Incremental insanity is best revenge.
Quote from: Junkenstein on October 17, 2014, 06:06:22 PM
What's the build likely to be done with? Something cheap and generic? I'm thinking 3 boys at the weekend once a month and build up the depth of the walls.
Incremental insanity is best revenge.
Naw, I don't want anyone having a chance to prove that we're fucking with them.
Quote from: Doktor Howl on October 17, 2014, 05:04:00 PM
Quote from: notloki on October 17, 2014, 05:03:45 PM
:D
I like, very Eris!
Get the fuck away from me.
OK.
I no mean to cause trouble, if shtick annoy I stop shtick ok?

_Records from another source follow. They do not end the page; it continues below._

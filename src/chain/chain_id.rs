use serde::{Deserialize, Deserializer, Serialize, Serializer, de};
use std::fmt;
use std::str::FromStr;

use crate::networks::{self, SOLANA_NAMESPACE};

/// A CAIP-2 compliant blockchain identifier.
///
/// Chain IDs uniquely identify blockchain networks across different
/// ecosystems. The format is `namespace:reference` where:
///
/// - `namespace` identifies the blockchain family (e.g., `solana`, `eip155`)
/// - `reference` identifies the specific chain within that family
///
/// Equality is structural: two chain IDs are the same chain exactly when both
/// components match. Whether two *different* chain IDs name the same Solana
/// network is the business of [`crate::resolve`], not of this type.
///
/// # Serialization
///
/// Serializes to/from a colon-separated string: `"solana:EtWTRABZaYq6iMfeYKouRu166VU2xqa1"`
///
/// # Example
///
/// ```
/// use solana_chains::chain::ChainId;
///
/// let devnet = ChainId::solana("EtWTRABZaYq6iMfeYKouRu166VU2xqa1");
/// assert_eq!(devnet.to_string(), "solana:EtWTRABZaYq6iMfeYKouRu166VU2xqa1");
///
/// let parsed: ChainId = "solana:EtWTRABZaYq6iMfeYKouRu166VU2xqa1".parse().unwrap();
/// assert_eq!(parsed, devnet);
/// ```
#[derive(Debug, Clone, PartialEq, Eq, Hash)]
pub struct ChainId {
    /// The blockchain namespace (e.g., `solana`).
    pub namespace: String,
    /// The chain-specific reference (e.g., `5eykt4UsFv8P8NJdTREpY1vzqKqZKvdp`).
    pub reference: String,
}

impl ChainId {
    /// Creates a new chain ID from namespace and reference components.
    pub fn new<N: Into<String>, R: Into<String>>(namespace: N, reference: R) -> Self {
        Self {
            namespace: namespace.into(),
            reference: reference.into(),
        }
    }

    /// Creates a chain ID in the Solana namespace.
    ///
    /// # Example
    ///
    /// ```
    /// use solana_chains::chain::ChainId;
    ///
    /// let mainnet = ChainId::solana("5eykt4UsFv8P8NJdTREpY1vzqKqZKvdp");
    /// assert_eq!(mainnet.namespace, "solana");
    /// ```
    pub fn solana<R: Into<String>>(reference: R) -> Self {
        Self::new(SOLANA_NAMESPACE, reference)
    }

    /// Returns the namespace component of the chain ID.
    pub fn namespace(&self) -> &str {
        &self.namespace
    }

    /// Returns the reference component of the chain ID.
    pub fn reference(&self) -> &str {
        &self.reference
    }

    /// Whether this chain ID belongs to the Solana namespace.
    pub fn is_solana(&self) -> bool {
        self.namespace == SOLANA_NAMESPACE
    }

    /// Creates a chain ID from a well-known network name.
    ///
    /// Looks the name up in the registry of recognized Solana networks
    /// (see [`crate::networks`]) and returns the canonical chain ID.
    ///
    /// # Example
    ///
    /// ```
    /// use solana_chains::chain::ChainId;
    ///
    /// let mainnet = ChainId::from_network_name("solana").unwrap();
    /// assert_eq!(mainnet.to_string(), "solana:5eykt4UsFv8P8NJdTREpY1vzqKqZKvdp");
    ///
    /// assert!(ChainId::from_network_name("unknown").is_none());
    /// ```
    pub fn from_network_name(network_name: &str) -> Option<Self> {
        networks::chain_id_by_network_name(network_name).cloned()
    }

    /// Returns the well-known network name for this chain ID, if any.
    ///
    /// Both the canonical and the deprecated identifier of a network resolve
    /// to the same name. This is the reverse of [`ChainId::from_network_name`].
    pub fn as_network_name(&self) -> Option<&'static str> {
        networks::network_name_by_chain_id(self)
    }
}

impl fmt::Display for ChainId {
    fn fmt(&self, f: &mut fmt::Formatter<'_>) -> fmt::Result {
        write!(f, "{}:{}", self.namespace, self.reference)
    }
}

impl From<ChainId> for String {
    fn from(value: ChainId) -> Self {
        value.to_string()
    }
}

/// Error returned when parsing an invalid chain ID string.
///
/// A valid chain ID must be in the format `namespace:reference` where the
/// namespace is non-empty.
#[derive(Debug, thiserror::Error)]
#[error("Invalid chain id format {0}")]
pub struct ChainIdFormatError(String);

impl FromStr for ChainId {
    type Err = ChainIdFormatError;

    fn from_str(s: &str) -> Result<Self, Self::Err> {
        let (namespace, reference) = s.split_once(':').ok_or(ChainIdFormatError(s.into()))?;
        if namespace.is_empty() || reference.is_empty() {
            return Err(ChainIdFormatError(s.into()));
        }
        Ok(ChainId {
            namespace: namespace.into(),
            reference: reference.into(),
        })
    }
}

impl Serialize for ChainId {
    fn serialize<S>(&self, serializer: S) -> Result<S::Ok, S::Error>
    where
        S: Serializer,
    {
        serializer.serialize_str(&self.to_string())
    }
}

impl<'de> Deserialize<'de> for ChainId {
    fn deserialize<D>(deserializer: D) -> Result<Self, D::Error>
    where
        D: Deserializer<'de>,
    {
        let s = String::deserialize(deserializer)?;
        ChainId::from_str(&s).map_err(de::Error::custom)
    }
}

#[cfg(test)]
mod tests {
    use super::*;

    #[test]
    fn test_chain_id_serialize() {
        let chain_id = ChainId::solana("5eykt4UsFv8P8NJdTREpY1vzqKqZKvdp");
        let serialized = serde_json::to_string(&chain_id).unwrap();
        assert_eq!(serialized, "\"solana:5eykt4UsFv8P8NJdTREpY1vzqKqZKvdp\"");
    }

    #[test]
    fn test_chain_id_deserialize() {
        let chain_id: ChainId =
            serde_json::from_str("\"solana:5eykt4UsFv8P8NJdTREpY1vzqKqZKvdp\"").unwrap();
        assert_eq!(chain_id.namespace, "solana");
        assert_eq!(chain_id.reference, "5eykt4UsFv8P8NJdTREpY1vzqKqZKvdp");
    }

    #[test]
    fn test_chain_id_roundtrip() {
        let original = ChainId::solana("EtWTRABZaYq6iMfeYKouRu166VU2xqa1");
        let serialized = serde_json::to_string(&original).unwrap();
        let deserialized: ChainId = serde_json::from_str(&serialized).unwrap();
        assert_eq!(original, deserialized);
    }

    #[test]
    fn test_chain_id_deserialize_invalid_format() {
        let result: Result<ChainId, _> = serde_json::from_str("\"invalid\"");
        assert!(result.is_err());

        let result: Result<ChainId, _> = serde_json::from_str("\":reference\"");
        assert!(result.is_err());

        let result: Result<ChainId, _> = serde_json::from_str("\"solana:\"");
        assert!(result.is_err());
    }

    #[test]
    fn test_chain_id_deserialize_unknown_namespace() {
        // Parsing is permissive: any well-formed namespace is accepted.
        let result: Result<ChainId, _> = serde_json::from_str("\"unknown:1\"");
        assert!(result.is_ok());
    }

    #[test]
    fn test_chain_id_is_solana() {
        assert!(ChainId::solana("4uhcVJyU9pJkvQyS88uRDiswHXSCkY3z").is_solana());
        assert!(!ChainId::new("eip155", "8453").is_solana());
    }

    #[test]
    fn test_chain_id_from_network_name() {
        let devnet = ChainId::from_network_name("solana-devnet").unwrap();
        assert_eq!(devnet.namespace, "solana");
        assert_eq!(devnet.reference, "EtWTRABZaYq6iMfeYKouRu166VU2xqa1");

        assert!(ChainId::from_network_name("unknown").is_none());
    }

    #[test]
    fn test_chain_id_as_network_name() {
        let mainnet = ChainId::solana("5eykt4UsFv8P8NJdTREpY1vzqKqZKvdp");
        assert_eq!(mainnet.as_network_name(), Some("solana"));

        // The deprecated identifier names the same network.
        let legacy_mainnet = ChainId::solana("4sGjMW1sUnHzSxGspuhpqLDx6wiyjNtZ");
        assert_eq!(legacy_mainnet.as_network_name(), Some("solana"));

        let unknown = ChainId::solana("11111111111111111111111111111111");
        assert!(unknown.as_network_name().is_none());
    }
}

Other than that I'll stay out of your threads.
I'm sorry.
Your friend,
notloki
Quote from: Doktor Howl on October 17, 2014, 05:00:38 PM
The unused room next to my office is being remodeled into an extra conference room. Problem is, there's a short hallway leading from that room to the outside and to the bathroom the crew uses. To make the room "even", the powers that be have decided to remove the hallway. This means that my guys can't use the bathroom if there's a meeting going on.

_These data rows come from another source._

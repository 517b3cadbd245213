#![cfg_attr(docsrs, feature(doc_auto_cfg))]

//! Chain identity for the Solana namespace.
//!
//! This crate reconciles Solana [CAIP-2](https://standards.chainagnostic.org/CAIPs/caip-2)
//! chain identifiers across the identifier-scheme change in the Solana
//! namespace. Each network used to be addressed by a legacy reference that was
//! later superseded by the first 32 characters of the base58-encoded genesis
//! block hash. Wallets and dapps migrated at different times, so session
//! negotiation still has to treat both forms as the same network.
//!
//! Two operations cover that policy:
//!
//! - [`resolve::ChainResolver::equivalent_chain_ids`] - the ordered set of
//!   identifiers to match against a peer's advertised capabilities
//! - [`resolve::ChainResolver::default_chain_from_session`] - the single best
//!   identifier to use when talking to a connected wallet
//!
//! Both prefer the canonical identifier, degrade gracefully to the deprecated
//! one when the peer is on the legacy scheme, and surface a warning whenever
//! they do, so migration progress stays visible in telemetry.
//!
//! # Modules
//!
//! - [`chain`] - CAIP-2 chain identifier value type
//! - [`diagnostics`] - Warning kinds, message table, and the warning sink
//! - [`networks`] - Registry of the recognized Solana networks
//! - [`resolve`] - Equivalence expansion and default-chain selection
//! - [`session`] - Negotiated wallet-session capability records

pub mod chain;
pub mod diagnostics;
pub mod networks;
pub mod resolve;
pub mod session;
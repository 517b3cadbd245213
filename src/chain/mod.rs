//! Chain identifier types for wallet-session negotiation.
//!
//! The session layer addresses blockchains with
//! [CAIP-2](https://standards.chainagnostic.org/CAIPs/caip-2) chain IDs. A
//! chain ID consists of two parts separated by a colon:
//!
//! - **Namespace**: The blockchain ecosystem (e.g., `solana`, `eip155`)
//! - **Reference**: The chain-specific identifier (e.g., the truncated
//!   genesis hash `5eykt4UsFv8P8NJdTREpY1vzqKqZKvdp` for Solana mainnet)

mod chain_id;

pub use chain_id::*;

I was told this was okay, because if the guys need to use the bathroom, they can just go to one of the other buildings.
My protests have been overruled.
SO: We're going to jam k-wool into the sewer's breather pipe, and let the sewer gasses back up into the conference room when it is in use. Then we'll remove the k-wool. Each and every time there is a meeting. Forever.
:lulz:
Well if the doors don't lock I fail to see how a meeting stops anyone from getting to the bathroom.
Quote from: Trivial on October 21, 2014, 03:34:28 AM
Well if the doors don't lock I fail to see how a meeting stops anyone from getting to the bathroom.

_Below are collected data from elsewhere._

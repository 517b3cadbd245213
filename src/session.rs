//! Negotiated wallet-session capability records.
//!
//! A [`Session`] is the record a wallet and a dapp agree on during session
//! negotiation: per namespace, the accounts the wallet exposes along with the
//! RPC methods and events it supports. This crate only reads sessions; it
//! never validates the negotiation layer beyond degrading gracefully when a
//! namespace entry is absent or malformed.

use serde::{Deserialize, Serialize};
use std::collections::{HashMap, HashSet};

use crate::chain::ChainId;

/// A negotiated session's capabilities, keyed by namespace.
#[derive(Debug, Clone, Serialize, Deserialize)]
pub struct Session {
    /// Capabilities per namespace (e.g., `"solana"`).
    pub namespaces: HashMap<String, SessionNamespace>,
}

/// The capabilities a session advertises for one namespace.
#[derive(Debug, Clone, Default, Serialize, Deserialize)]
pub struct SessionNamespace {
    /// Accounts in `"<namespace>:<reference>:<address>"` form.
    #[serde(default)]
    pub accounts: Vec<String>,
    /// RPC methods the wallet supports for this namespace.
    #[serde(default)]
    pub methods: Vec<String>,
    /// Events the wallet emits for this namespace.
    #[serde(default)]
    pub events: Vec<String>,
}

impl Session {
    /// The set of chain IDs the peer supports for `namespace`, derived from
    /// the `"<namespace>:<reference>"` prefix of each account string.
    ///
    /// An absent namespace entry yields the empty set: a peer that advertises
    /// nothing supports nothing.
    pub fn chains(&self, namespace: &str) -> HashSet<ChainId> {
        self.namespaces
            .get(namespace)
            .map(SessionNamespace::chains)
            .unwrap_or_default()
    }
}

impl SessionNamespace {
    /// The set of chain IDs covered by this namespace's accounts.
    ///
    /// Duplicates collapse (several accounts on one chain are common) and
    /// account strings without all three segments are skipped.
    pub fn chains(&self) -> HashSet<ChainId> {
        self.accounts
            .iter()
            .filter_map(|account| {
                let mut parts = account.splitn(3, ':');
                let namespace = parts.next()?;
                let reference = parts.next()?;
                parts.next()?;
                Some(ChainId::new(namespace, reference))
            })
            .collect()
    }
}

They'd holler at my guys and then I'd have to do something
awful.
And you know how much I hate being like that.
Quote from: Doktor Howl on October 21, 2014, 04:10:21 AM
Quote from: Trivial on October 21, 2014, 03:34:28 AM
Well if the doors don't lock I fail to see how a meeting stops anyone from getting to the bathroom.
They'd holler at my guys and then I'd have to do something awful.
And you know how much I hate being like that.
Oh I know, you just hate it so much.
And it's terrible, to have to hate doing something you have to do. :fap:
Quote from: Your Mom on October 21, 2014, 05:08:26 AM
Quote from: Doktor Howl on October 21, 2014, 04:10:21 AM
Quote from: Trivial on October 21, 2014, 03:34:28 AM
Well if the doors don't lock I fail to see how a meeting stops anyone from getting to the bathroom.
They'd holler at my guys and then I'd have to do something awful.
And you know how much I hate being like that.
Oh I know, you just hate it so much.
And it's terrible, to have to hate doing something you have to do. :fap:
It fucks my Buddha nature up, and means like 8 more turns on the wheel before I reach, whattaya call it, named after a grunge band (brainfarting here).
Quote from: Doktor Howl on October 21, 2014, 03:30:24 PM
Quote from: Your Mom on October 21, 2014, 05:08:26 AM
Quote from: Doktor Howl on October 21, 2014, 04:10:21 AM
Quote from: Trivial on October 21, 2014, 03:34:28 AM
Well if the doors don't lock I fail to see how a meeting stops anyone from getting to the bathroom.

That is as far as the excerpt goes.